In its heyday—from 1905 until World War II—engine no. 152 pulled the L&N’s premier passenger train, the Pan-American, on runs between Cincinnati and New Orleans, via Louisville. L&N advertisements proclaimed it the “master train of the South.”
The numbers 1-5-2, cast in brass on the old engine’s number plate, are also etched in railroad history. Teddy Roosevelt boarded no. 152 for his whistle-stop presidential campaign through Kentucky in 1912, and it carried mobster Al Capone part of the way to Alcatraz in August 1934.
Yep, 152 was on the fast track back then, both figuratively and literally. In fact, a former conductor vowed that he once clocked its speed at 105 miles per hour on a straight stretch near Horse Cave.
When it was retired in 1956 after 50 years of service, L&N’s president ordered that no. 152 be spared the scrap yard and sent to the Kentucky Railway Museum, then in Louisville.
Cruger, who worked as a machinist at Louisville’s Naval Ordnance plant, and Bratcher, a telephone installer, became museum volunteers in 1971. Both soon realized they had missed their calling. They should have been railroaders.
Over the next 13 years, they and other volunteers, assisted by retired L&N boilermakers, restored the engine to operating condition. It would become the first steam locomotive in the United States to be listed on the National Register of Historic Places, and it is the official state locomotive of Kentucky.
When the Kentucky Railway Museum moved to New Haven in Nelson County in 1990, Cruger, of Louisville, and Bratcher, Shepherdsville, continued to serve as master mechanics of steam operations on the volunteer crew, and often operated the engine.
Now, a new generation of volunteers has fallen in love with the old steam locomotive. Mark Johnson, 67, of New Haven thought soloing for his pilot’s license was special, but it could not compare with opening the throttle on no. 152.
It was, says his fellow volunteer, locomotive engineer Tish Knoeller of Middletown, “like driving a thunderstorm.”
Until recently, no. 152, the centerpiece of the Kentucky Railway Museum collection, has educated and entertained thousands of schoolchildren and rail enthusiasts of all ages on its regular 20-mile round trip summer excursions.
Sadly, barring a financial miracle, no. 152 may have made its last run.

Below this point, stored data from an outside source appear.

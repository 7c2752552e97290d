//! Column specs and display settings.

use serde::{Deserialize, Serialize};

use crate::column::ColumnKind;
use crate::slug::Slug;

/// Legacy per-variable display settings block.
///
/// Carried verbatim from the legacy wire format; every field is optional
/// and most variables set only one or two.
#[derive(Debug, Clone, Default, PartialEq, Serialize, Deserialize)]
#[serde(rename_all = "camelCase", default)]
pub struct DisplaySettings {
    /// Display-name override for the variable.
    pub name: Option<String>,
    /// Unit override.
    pub unit: Option<String>,
    /// Short unit override, e.g. `$` or `%`.
    pub short_unit: Option<String>,
    /// Decimal places for compact formatting.
    pub num_decimal_places: Option<i32>,
    /// Multiplier applied to every value before formatting.
    pub conversion_factor: Option<f64>,
    /// When true the variable's time values are day offsets, not years.
    pub year_is_day: Option<bool>,
    /// The date that day offset `0` refers to, as `YYYY-MM-DD`.
    pub zero_day: Option<String>,
    /// Newline-delimited `EntityName: free text` annotation blob.
    pub entity_annotations_map: Option<String>,
    pub include_in_table: Option<bool>,
}

/// Identity and metadata for one column.
///
/// The slug is the column's stable identity; everything else is display
/// metadata or provenance. Computed/filter/selection closures are not part
/// of the spec (they live on the materialized column in the engine crate),
/// so specs stay serializable.
#[derive(Debug, Clone, Default, PartialEq, Serialize, Deserialize)]
pub struct ColumnSpec {
    pub slug: Slug,
    /// Display label; falls back to the slug when absent.
    pub name: Option<String>,
    #[serde(default)]
    pub kind: ColumnKind,
    pub unit: Option<String>,
    pub short_unit: Option<String>,
    pub description: Option<String>,
    pub coverage: Option<String>,
    pub dataset_id: Option<i64>,
    pub dataset_name: Option<String>,
    /// Name of the data source this column came from.
    pub source_name: Option<String>,
    /// Slug of a companion free-text column holding per-entity annotations.
    pub annotations_column_slug: Option<Slug>,
    pub display: Option<DisplaySettings>,
}

impl ColumnSpec {
    pub fn new(slug: impl Into<Slug>, kind: ColumnKind) -> Self {
        Self {
            slug: slug.into(),
            kind,
            ..Self::default()
        }
    }

    pub fn with_name(mut self, name: impl Into<String>) -> Self {
        self.name = Some(name.into());
        self
    }

    pub fn with_unit(mut self, unit: impl Into<String>) -> Self {
        self.unit = Some(unit.into());
        self
    }

    pub fn with_display(mut self, display: DisplaySettings) -> Self {
        self.display = Some(display);
        self
    }

    /// The label shown to readers; slugs stand in when no name was given.
    pub fn display_name(&self) -> &str {
        match &self.name {
            Some(name) if !name.is_empty() => name,
            _ => &self.slug,
        }
    }

    /// Effective short unit: display override wins over the spec's own
    /// `short_unit`, which wins over the full `unit`.
    pub fn effective_short_unit(&self) -> Option<&str> {
        self.display
            .as_ref()
            .and_then(|d| d.short_unit.as_deref())
            .or(self.short_unit.as_deref())
            .or(self.unit.as_deref())
    }
}
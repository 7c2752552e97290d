//! Rolling-average computed columns.
//!
//! Rows are walked once, accumulating runs of consecutive rows that share
//! a group key (callers pre-sort by that key; nothing is sorted here).
//! Within a run, placeholders are inserted for missing consecutive time
//! steps so the averaging window never silently bridges a gap; the
//! placeholders are dropped again before results are written back.

use owid_model::{CellValue, ColumnSpec, Row, Slug};

use crate::table::Table;

/// Options for `Table::add_rolling_average_column`.
pub struct RollingAverageOptions {
    pub window_size: usize,
    /// Maps a row to the value being averaged.
    pub value_accessor: Box<dyn Fn(&Row) -> Option<f64>>,
    /// Slug of the integer time column (year or day offset).
    pub time_slug: Slug,
    /// Slug of the grouping column, typically the entity name.
    pub group_by_slug: Slug,
    /// Scales the plain rolling average. Ignored when `interval_change`
    /// is set, which produces a percent figure instead.
    pub multiplier: f64,
    /// When set, the final value at position `i` is the percent change
    /// between the rolling average at `i` and at `i - interval_change` in
    /// the flattened cross-group output.
    pub interval_change: Option<usize>,
    /// Optional post-map over the final values.
    pub transform: Option<Box<dyn Fn(f64) -> f64>>,
}

impl RollingAverageOptions {
    pub fn new(
        window_size: usize,
        value_accessor: Box<dyn Fn(&Row) -> Option<f64>>,
        time_slug: impl Into<Slug>,
        group_by_slug: impl Into<Slug>,
    ) -> Self {
        Self {
            window_size,
            value_accessor,
            time_slug: time_slug.into(),
            group_by_slug: group_by_slug.into(),
            multiplier: 1.0,
            interval_change: None,
            transform: None,
        }
    }

    pub fn with_multiplier(mut self, multiplier: f64) -> Self {
        self.multiplier = multiplier;
        self
    }

    pub fn with_interval_change(mut self, interval_change: usize) -> Self {
        self.interval_change = Some(interval_change);
        self
    }

    pub fn with_transform(mut self, transform: Box<dyn Fn(f64) -> f64>) -> Self {
        self.transform = Some(transform);
        self
    }
}

/// One slot in a gap-padded run: a real row (by index) or a placeholder
/// for a missing time step.
enum Slot {
    Row(usize, Option<f64>),
    Placeholder,
}

impl Table {
    /// Register and materialize a rolling-average column per the options.
    ///
    /// Assumes rows are pre-sorted by the grouping column. The
    /// `interval_change` offset indexes into the flattened cross-group
    /// array; callers must ensure it does not straddle a group boundary
    /// (the straddling case is logged, not guarded).
    pub fn add_rolling_average_column(
        &mut self,
        spec: ColumnSpec,
        options: RollingAverageOptions,
    ) -> &mut Self {
        let slug = spec.slug.clone();
        self.add_spec(spec);

        // Flattened per-row averages in row order, plus the flattened
        // index at which each group starts.
        let mut averages: Vec<Option<f64>> = Vec::with_capacity(self.num_rows());
        let mut group_starts: Vec<usize> = Vec::new();

        let mut run: Vec<usize> = Vec::new();
        let mut current_group: Option<CellValue> = None;
        for index in 0..self.num_rows() {
            let group = self.rows()[index].get(&options.group_by_slug).cloned();
            let changed = match (&current_group, &group) {
                (Some(a), Some(b)) => a != b,
                (None, None) => false,
                _ => true,
            };
            if changed && !run.is_empty() {
                group_starts.push(averages.len());
                flush_run(self.rows(), &run, &options, &mut averages);
                run.clear();
            }
            if changed || current_group.is_none() {
                current_group = group;
            }
            run.push(index);
        }
        if !run.is_empty() {
            group_starts.push(averages.len());
            flush_run(self.rows(), &run, &options, &mut averages);
        }

        let finals = finalize(averages, &group_starts, &options);

        for (row, value) in self.rows_mut().iter_mut().zip(finals) {
            if let Some(value) = value {
                row.insert(slug.clone(), CellValue::Number(value));
            }
        }
        self
    }
}

/// Pad one same-group run with placeholders for missing time steps,
/// average it, and append the per-row results (placeholders dropped).
fn flush_run(
    rows: &[Row],
    run: &[usize],
    options: &RollingAverageOptions,
    averages: &mut Vec<Option<f64>>,
) {
    let mut slots: Vec<Slot> = Vec::with_capacity(run.len());
    let mut prev_time: Option<i64> = None;
    for &index in run {
        let row = &rows[index];
        let time = row
            .get(&options.time_slug)
            .and_then(CellValue::as_f64)
            .map(|t| t as i64);
        if let (Some(prev), Some(current)) = (prev_time, time) {
            let mut step = prev + 1;
            while step < current {
                slots.push(Slot::Placeholder);
                step += 1;
            }
        }
        prev_time = time.or(prev_time);
        slots.push(Slot::Row(index, (options.value_accessor)(row)));
    }

    let values: Vec<Option<f64>> = slots
        .iter()
        .map(|slot| match slot {
            Slot::Row(_, value) => *value,
            Slot::Placeholder => None,
        })
        .collect();
    let averaged = rolling_average(&values, options.window_size);

    for (slot, average) in slots.iter().zip(averaged) {
        if matches!(slot, Slot::Row(..)) {
            averages.push(average);
        }
    }
}

/// Trailing moving average. A slot with no value stays empty; defined
/// slots average the defined values in the window ending at that slot.
fn rolling_average(values: &[Option<f64>], window_size: usize) -> Vec<Option<f64>> {
    let window = window_size.max(1);
    values
        .iter()
        .enumerate()
        .map(|(index, value)| {
            (*value)?;
            let start = index.saturating_sub(window - 1);
            let defined: Vec<f64> = values[start..=index].iter().filter_map(|v| *v).collect();
            if defined.is_empty() {
                None
            } else {
                Some(defined.iter().sum::<f64>() / defined.len() as f64)
            }
        })
        .collect()
}

/// Apply interval change or multiplier, then the optional transform.
fn finalize(
    averages: Vec<Option<f64>>,
    group_starts: &[usize],
    options: &RollingAverageOptions,
) -> Vec<Option<f64>> {
    let finals: Vec<Option<f64>> = if let Some(interval) = options.interval_change {
        averages
            .iter()
            .enumerate()
            .map(|(index, current)| {
                let current = (*current)?;
                let base_index = index.checked_sub(interval)?;
                let group_start = group_starts
                    .iter()
                    .rev()
                    .find(|&&start| start <= index)
                    .copied()
                    .unwrap_or(0);
                if base_index < group_start {
                    // Known pre-existing risk: the offset reaches into the
                    // previous group's output. Preserved as-is.
                    tracing::warn!(
                        index,
                        interval,
                        "interval change reaches across a group boundary"
                    );
                }
                let base = averages[base_index]?;
                if base == 0.0 {
                    None
                } else {
                    Some((current - base) / base * 100.0)
                }
            })
            .collect()
    } else {
        averages
            .into_iter()
            .map(|average| average.map(|a| a * options.multiplier))
            .collect()
    };

    match &options.transform {
        Some(transform) => finals
            .into_iter()
            .map(|value| value.map(|v| transform(v)))
            .collect(),
        None => finals,
    }
}
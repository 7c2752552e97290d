pub mod view;

pub use view::TableView;
//! Cell values for heterogeneous table rows.
//!
//! A row maps column slugs to dynamically-typed values. Absence is modeled
//! by the slug simply not being present in the row map, so there is no
//! `Missing` variant here.

use std::cmp::Ordering;

use serde::{Deserialize, Serialize};

/// A single dynamically-typed cell value.
#[derive(Debug, Clone, PartialEq, Serialize, Deserialize)]
#[serde(untagged)]
pub enum CellValue {
    Number(f64),
    Boolean(bool),
    Text(String),
}

impl CellValue {
    /// Numeric view of the value, if it is a number.
    pub fn as_f64(&self) -> Option<f64> {
        match self {
            CellValue::Number(n) => Some(*n),
            _ => None,
        }
    }

    pub fn as_bool(&self) -> Option<bool> {
        match self {
            CellValue::Boolean(b) => Some(*b),
            _ => None,
        }
    }

    pub fn as_str(&self) -> Option<&str> {
        match self {
            CellValue::Text(s) => Some(s.as_str()),
            _ => None,
        }
    }

    /// True for the empty string; numbers and booleans are never empty.
    pub fn is_empty_text(&self) -> bool {
        matches!(self, CellValue::Text(s) if s.is_empty())
    }

    /// Truthiness for filter/selection columns: boolean value, non-zero
    /// number, or non-empty string.
    pub fn is_truthy(&self) -> bool {
        match self {
            CellValue::Boolean(b) => *b,
            CellValue::Number(n) => *n != 0.0,
            CellValue::Text(s) => !s.is_empty(),
        }
    }

    /// Render the raw value without any column-kind formatting.
    pub fn to_display_string(&self) -> String {
        match self {
            CellValue::Number(n) => format_f64_plain(*n),
            CellValue::Boolean(b) => b.to_string(),
            CellValue::Text(s) => s.clone(),
        }
    }

    /// Total order used for row sorting: numbers first (by value), then
    /// booleans, then text (lexicographic).
    pub fn compare(&self, other: &CellValue) -> Ordering {
        match (self, other) {
            (CellValue::Number(a), CellValue::Number(b)) => {
                a.partial_cmp(b).unwrap_or(Ordering::Equal)
            }
            (CellValue::Boolean(a), CellValue::Boolean(b)) => a.cmp(b),
            (CellValue::Text(a), CellValue::Text(b)) => a.cmp(b),
            (CellValue::Number(_), _) => Ordering::Less,
            (_, CellValue::Number(_)) => Ordering::Greater,
            (CellValue::Boolean(_), _) => Ordering::Less,
            (_, CellValue::Boolean(_)) => Ordering::Greater,
        }
    }
}

impl From<f64> for CellValue {
    fn from(value: f64) -> Self {
        CellValue::Number(value)
    }
}

impl From<bool> for CellValue {
    fn from(value: bool) -> Self {
        CellValue::Boolean(value)
    }
}

impl From<&str> for CellValue {
    fn from(value: &str) -> Self {
        CellValue::Text(value.to_string())
    }
}

impl From<String> for CellValue {
    fn from(value: String) -> Self {
        CellValue::Text(value)
    }
}

/// Format a float with no trailing `.0` for whole numbers.
pub fn format_f64_plain(value: f64) -> String {
    if value.fract() == 0.0 && value.abs() < 1e15 {
        format!("{}", value as i64)
    } else {
        format!("{value}")
    }
}
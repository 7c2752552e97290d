pub mod column;
pub mod legacy;
pub mod row;
pub mod slug;
pub mod spec;
pub mod value;

pub use column::{ColumnKind, EPOCH_DATE, epoch, format_for_csv, format_value, format_value_short};
pub use legacy::{
    LegacyEntityRecord, LegacyVariable, LegacyVariableSource, LegacyVariablesAndEntityKey,
};
pub use row::{Row, row_from_pairs, row_has_value};
pub use slug::{
    ANNOTATIONS_SLUG_SUFFIX, DAY_SLUG, ENTITY_CODE_SLUG, ENTITY_ID_SLUG, ENTITY_NAME_SLUG,
    REQUIRED_OWID_SLUGS, Slug, YEAR_SLUG, annotations_slug, slugify_same_case,
};
pub use spec::{ColumnSpec, DisplaySettings};
pub use value::{CellValue, format_f64_plain};
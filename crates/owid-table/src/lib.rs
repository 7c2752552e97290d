pub mod column;
pub mod delimited;
pub mod legacy;
pub mod owid;
pub mod rolling;
pub mod table;

pub use column::{Column, ColumnRole, ComputeFn, PredicateFn};
pub use owid::{OwidTable, SELECTION_SLUG};
pub use rolling::RollingAverageOptions;
pub use table::Table;
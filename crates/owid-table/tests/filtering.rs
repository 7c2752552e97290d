//! Filter and selection composition over the generic table core.

use owid_model::{CellValue, row_from_pairs};
use owid_table::Table;

fn population_rows() -> Vec<owid_model::Row> {
    vec![
        row_from_pairs([("name", CellValue::from("iceland")), ("population", 1.0.into())]),
        row_from_pairs([("name", CellValue::from("france")), ("population", 50.0.into())]),
        row_from_pairs([("name", CellValue::from("usa")), ("population", 300.0.into())]),
        row_from_pairs([("name", CellValue::from("canada")), ("population", 20.0.into())]),
    ]
}

#[test]
fn filters_compose_as_set_intersection() {
    let mut table = Table::from_rows(population_rows());
    table.add_filter_column(
        "population-filter",
        Box::new(|row, _| {
            row.get("population")
                .and_then(CellValue::as_f64)
                .unwrap_or(0.0)
                > 40.0
        }),
    );
    table.add_filter_column(
        "name-filter",
        Box::new(|row, _| {
            row.get("name")
                .and_then(CellValue::as_str)
                .is_some_and(|name| name.starts_with('u'))
        }),
    );
    let visible = table.unfiltered_rows();
    assert_eq!(visible.len(), 1);
    assert_eq!(visible[0]["name"], CellValue::from("usa"));
}

#[test]
fn filter_results_are_written_back_into_rows() {
    let mut table = Table::from_rows(population_rows());
    table.add_filter_column(
        "population-filter",
        Box::new(|row, _| {
            row.get("population")
                .and_then(CellValue::as_f64)
                .unwrap_or(0.0)
                > 40.0
        }),
    );
    table.unfiltered_rows();
    assert_eq!(table.rows()[0]["population-filter"], CellValue::Boolean(false));
    assert_eq!(table.rows()[1]["population-filter"], CellValue::Boolean(true));
}

#[test]
fn no_filters_means_every_row_is_visible() {
    let mut table = Table::from_rows(population_rows());
    assert_eq!(table.unfiltered_rows().len(), 4);
}

#[test]
fn deleting_a_filter_column_restores_rows() {
    let mut table = Table::from_rows(population_rows());
    table.add_filter_column(
        "population-filter",
        Box::new(|row, _| {
            row.get("population")
                .and_then(CellValue::as_f64)
                .unwrap_or(0.0)
                > 40.0
        }),
    );
    assert_eq!(table.unfiltered_rows().len(), 2);
    table.delete_column_by_slug("population-filter");
    assert_eq!(table.unfiltered_rows().len(), 4);
    assert!(table.rows().iter().all(|row| !row.contains_key("population-filter")));
}
//! OWID-domain extension over the generic table core.
//!
//! Adds entity (id/name/code) and time (year|day) semantics: entity
//! indexing maps, year-derived time bounds, time-column selection with
//! day preferred over year, and entity selection helpers.

use std::collections::{BTreeMap, BTreeSet};
use std::ops::{Deref, DerefMut};

use owid_model::{
    CellValue, ColumnKind, ENTITY_CODE_SLUG, ENTITY_ID_SLUG, ENTITY_NAME_SLUG, Row, YEAR_SLUG,
};

use crate::column::Column;
use crate::table::Table;

/// Fixed slug of the boolean selection column created lazily by the
/// entity selection helpers.
pub const SELECTION_SLUG: &str = "is_selected";

/// A table whose rows carry `entityName`, `entityCode`, `entityId` and at
/// most one authoritative time axis (`year` or `day`; day wins when both
/// exist).
#[derive(Debug, Default)]
pub struct OwidTable {
    table: Table,
}

impl Deref for OwidTable {
    type Target = Table;

    fn deref(&self) -> &Table {
        &self.table
    }
}

impl DerefMut for OwidTable {
    fn deref_mut(&mut self) -> &mut Table {
        &mut self.table
    }
}

impl OwidTable {
    pub fn new() -> Self {
        Self::default()
    }

    /// Build from rows, registering the required entity columns ahead of
    /// whatever else the rows carry.
    pub fn from_rows(rows: Vec<Row>) -> Self {
        let mut table = Table::new();
        table
            .add_string_column_spec(ENTITY_NAME_SLUG)
            .add_string_column_spec(ENTITY_CODE_SLUG)
            .add_spec(owid_model::ColumnSpec::new(ENTITY_ID_SLUG, ColumnKind::Numeric));
        table.load(rows, Vec::new());
        Self { table }
    }

    pub(crate) fn from_table(table: Table) -> Self {
        Self { table }
    }

    fn entity_name_of(row: &Row) -> Option<String> {
        row.get(ENTITY_NAME_SLUG).map(CellValue::to_display_string)
    }

    /// Distinct entity names.
    pub fn available_entities_set(&self) -> BTreeSet<String> {
        self.rows().iter().filter_map(Self::entity_name_of).collect()
    }

    /// Entity names in first-seen row order.
    pub fn available_entities(&self) -> Vec<String> {
        let mut seen = BTreeSet::new();
        self.rows()
            .iter()
            .filter_map(Self::entity_name_of)
            .filter(|name| seen.insert(name.clone()))
            .collect()
    }

    /// Entity name to all of that entity's rows.
    pub fn entity_index(&self) -> BTreeMap<String, Vec<&Row>> {
        let mut index: BTreeMap<String, Vec<&Row>> = BTreeMap::new();
        for row in self.rows() {
            if let Some(name) = Self::entity_name_of(row) {
                index.entry(name).or_default().push(row);
            }
        }
        index
    }

    /// All rows for one entity, in table order.
    pub fn rows_by_entity_name(&self, entity_name: &str) -> Vec<&Row> {
        self.rows()
            .iter()
            .filter(|row| Self::entity_name_of(row).as_deref() == Some(entity_name))
            .collect()
    }

    pub fn entity_id_to_name_map(&self) -> BTreeMap<i64, String> {
        self.entity_pairs(ENTITY_ID_SLUG)
            .filter_map(|(name, value)| value.as_f64().map(|id| (id as i64, name)))
            .collect()
    }

    pub fn entity_name_to_id_map(&self) -> BTreeMap<String, i64> {
        self.entity_pairs(ENTITY_ID_SLUG)
            .filter_map(|(name, value)| value.as_f64().map(|id| (name, id as i64)))
            .collect()
    }

    pub fn entity_code_to_name_map(&self) -> BTreeMap<String, String> {
        self.entity_pairs(ENTITY_CODE_SLUG)
            .map(|(name, value)| (value.to_display_string(), name))
            .collect()
    }

    pub fn entity_name_to_code_map(&self) -> BTreeMap<String, String> {
        self.entity_pairs(ENTITY_CODE_SLUG)
            .map(|(name, value)| (name, value.to_display_string()))
            .collect()
    }

    fn entity_pairs<'a>(
        &'a self,
        slug: &'a str,
    ) -> impl Iterator<Item = (String, &'a CellValue)> + 'a {
        self.rows().iter().filter_map(move |row| {
            let name = Self::entity_name_of(row)?;
            let value = row.get(slug)?;
            Some((name, value))
        })
    }

    /// Year values across all rows. Day-only tables report nothing here;
    /// daily data is reached through `day_column` instead.
    fn years(&self) -> impl Iterator<Item = i64> + '_ {
        self.rows()
            .iter()
            .filter_map(|row| row.get(YEAR_SLUG))
            .filter_map(CellValue::as_f64)
            .map(|year| year as i64)
    }

    pub fn min_time(&self) -> Option<i64> {
        self.years().min()
    }

    pub fn max_time(&self) -> Option<i64> {
        self.years().max()
    }

    /// Sorted distinct years.
    pub fn all_times(&self) -> Vec<i64> {
        let times: BTreeSet<i64> = self.years().collect();
        times.into_iter().collect()
    }

    pub fn day_column(&self) -> Option<&Column> {
        self.columns().iter().find(|c| c.spec.kind == ColumnKind::Day)
    }

    pub fn has_day_column(&self) -> bool {
        self.day_column().is_some()
    }

    /// The authoritative time axis: the day column when one exists,
    /// otherwise the first temporal column in registration order.
    pub fn time_column(&self) -> Option<&Column> {
        self.day_column()
            .or_else(|| self.columns().iter().find(|c| c.spec.kind.is_temporal()))
    }

    /// Entity names that have a non-empty value for every listed slug.
    pub fn entities_with(&self, slugs: &[&str]) -> BTreeSet<String> {
        let mut slugs = slugs.iter();
        let Some(first) = slugs.next() else {
            return BTreeSet::new();
        };
        let mut entities = match self.column_by_slug(first) {
            Some(column) => column.entity_names_uniq(self.rows()),
            None => return BTreeSet::new(),
        };
        // Single slug is a direct pass-through; every further slug
        // intersects.
        for slug in slugs {
            let next = match self.column_by_slug(slug) {
                Some(column) => column.entity_names_uniq(self.rows()),
                None => return BTreeSet::new(),
            };
            entities = entities.intersection(&next).cloned().collect();
        }
        entities
    }

    fn ensure_selection_column(&mut self) {
        if !self.has_column(SELECTION_SLUG) {
            self.add_selection_column(SELECTION_SLUG, Box::new(|_, _| false));
        }
    }

    fn write_selection(&mut self, entity_name: &str, selected: bool) {
        self.ensure_selection_column();
        for row in self.table.rows_mut() {
            if Self::entity_name_of(row).as_deref() == Some(entity_name) {
                row.insert(SELECTION_SLUG.to_string(), CellValue::Boolean(selected));
            }
        }
    }

    pub fn select_entity(&mut self, entity_name: &str) -> &mut Self {
        self.write_selection(entity_name, true);
        self
    }

    pub fn deselect_entity(&mut self, entity_name: &str) -> &mut Self {
        self.write_selection(entity_name, false);
        self
    }

    /// Replace the selection wholesale with the given entity names.
    pub fn set_selected_entities<I, S>(&mut self, entity_names: I) -> &mut Self
    where
        I: IntoIterator<Item = S>,
        S: Into<String>,
    {
        self.ensure_selection_column();
        let selected: BTreeSet<String> = entity_names.into_iter().map(Into::into).collect();
        for row in self.table.rows_mut() {
            let is_selected = Self::entity_name_of(row)
                .is_some_and(|name| selected.contains(&name));
            row.insert(SELECTION_SLUG.to_string(), CellValue::Boolean(is_selected));
        }
        self
    }

    pub fn selected_entity_names(&self) -> BTreeSet<String> {
        self.rows()
            .iter()
            .filter(|row| self.is_selected(row))
            .filter_map(Self::entity_name_of)
            .collect()
    }
}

Since 2011, it has been parked at the museum, in need of required boiler inspection and repairs that could cost several hundred thousand dollars that the railway museum cannot afford. Cruger, Bratcher, and others who love the engine and labored so long to see it run are no longer able to handle the repairs as they once did.
“It just takes a chunk out of your life,” says Bratcher. “I hope that someday it’ll run again.”